Phat:
OK I'll confess. I know little about what Darwin wrote. It does not interest me. Now what?
It shows how little you (and biologists) know or understand about biological evolution. Here is a key paragraph from Darwin's
On the Origin of Species found on page 115:
For it should be remembered that the competition will generally be most severe between those forms which are most nearly related to each other in habits, constitution and structure. Hence all the intermediate forms between the earlier and later states, that is between the less and more improved state of a species, as well as the original parent-species itself, will generally tend to become extinct. So it probably will be with many whole collateral lines of descent, which will be conquered by later and improved lines of descent. If, however, the modified offspring of a species get into some distinct country, or become quickly adapted to some quite new station, in which child and parent do not come into competition, both may continue to exist.

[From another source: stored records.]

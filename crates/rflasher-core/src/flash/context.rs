//! Flash context - runtime state for flash operations

use crate::chip::FlashChip;
use crate::programmer::ProgrammerDispatch;

/// Runtime context bundling a chip's capability record with a live borrow of
/// the active programmer.
///
/// There is exactly one programmer active per run, selected before any chip
/// operation and immutable for the run's duration, so `FlashContext` borrows
/// it directly rather than holding an index into a process-wide table or an
/// owning back-reference to the session that created it.
pub struct FlashContext<'p> {
    /// The identified (or user-forced) flash chip.
    pub chip: FlashChip,
    /// The active programmer, borrowed for the lifetime of this context.
    pub programmer: &'p mut dyn ProgrammerDispatch,
}

impl<'p> FlashContext<'p> {
    /// Create a new flash context for the given chip and programmer.
    pub fn new(chip: FlashChip, programmer: &'p mut dyn ProgrammerDispatch) -> Self {
        Self { chip, programmer }
    }

    /// Get the page size for this chip
    pub fn page_size(&self) -> usize {
        self.chip.page_size as usize
    }

    /// Get the total size of this chip
    pub fn total_size(&self) -> usize {
        self.chip.total_size as usize
    }

    /// Check if an address is valid for this chip
    pub fn is_valid_address(&self, addr: u32) -> bool {
        addr < self.chip.total_size
    }

    /// Check if an address range is valid for this chip
    pub fn is_valid_range(&self, addr: u32, len: usize) -> bool {
        if addr >= self.chip.total_size {
            return false;
        }
        let end = addr as u64 + len as u64;
        end <= self.chip.total_size as u64
    }
}
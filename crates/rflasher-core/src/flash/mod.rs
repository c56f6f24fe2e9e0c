//! Flash context: the runtime handle bundling a chip record with its
//! programmer borrow. The erase/write/verify engine built on top of it
//! lives in [`crate::erase_write`].

mod context;

pub use context::FlashContext;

This paragraph gives the essence of Darwinian evolution, competition (which Darwin also calls the struggle for existence, and modification by descent. Biologists have done a reasonable job formulating the mathematics of competition, but they have failed to correctly describe the mathematics of modification by descent. And biologists don't understand how competition affects modification by descent. Since this is not of interest to you (because this is how bacteria evolve drug resistance and why cancer treatments fail), I suggest you find another thread that you are more interested in.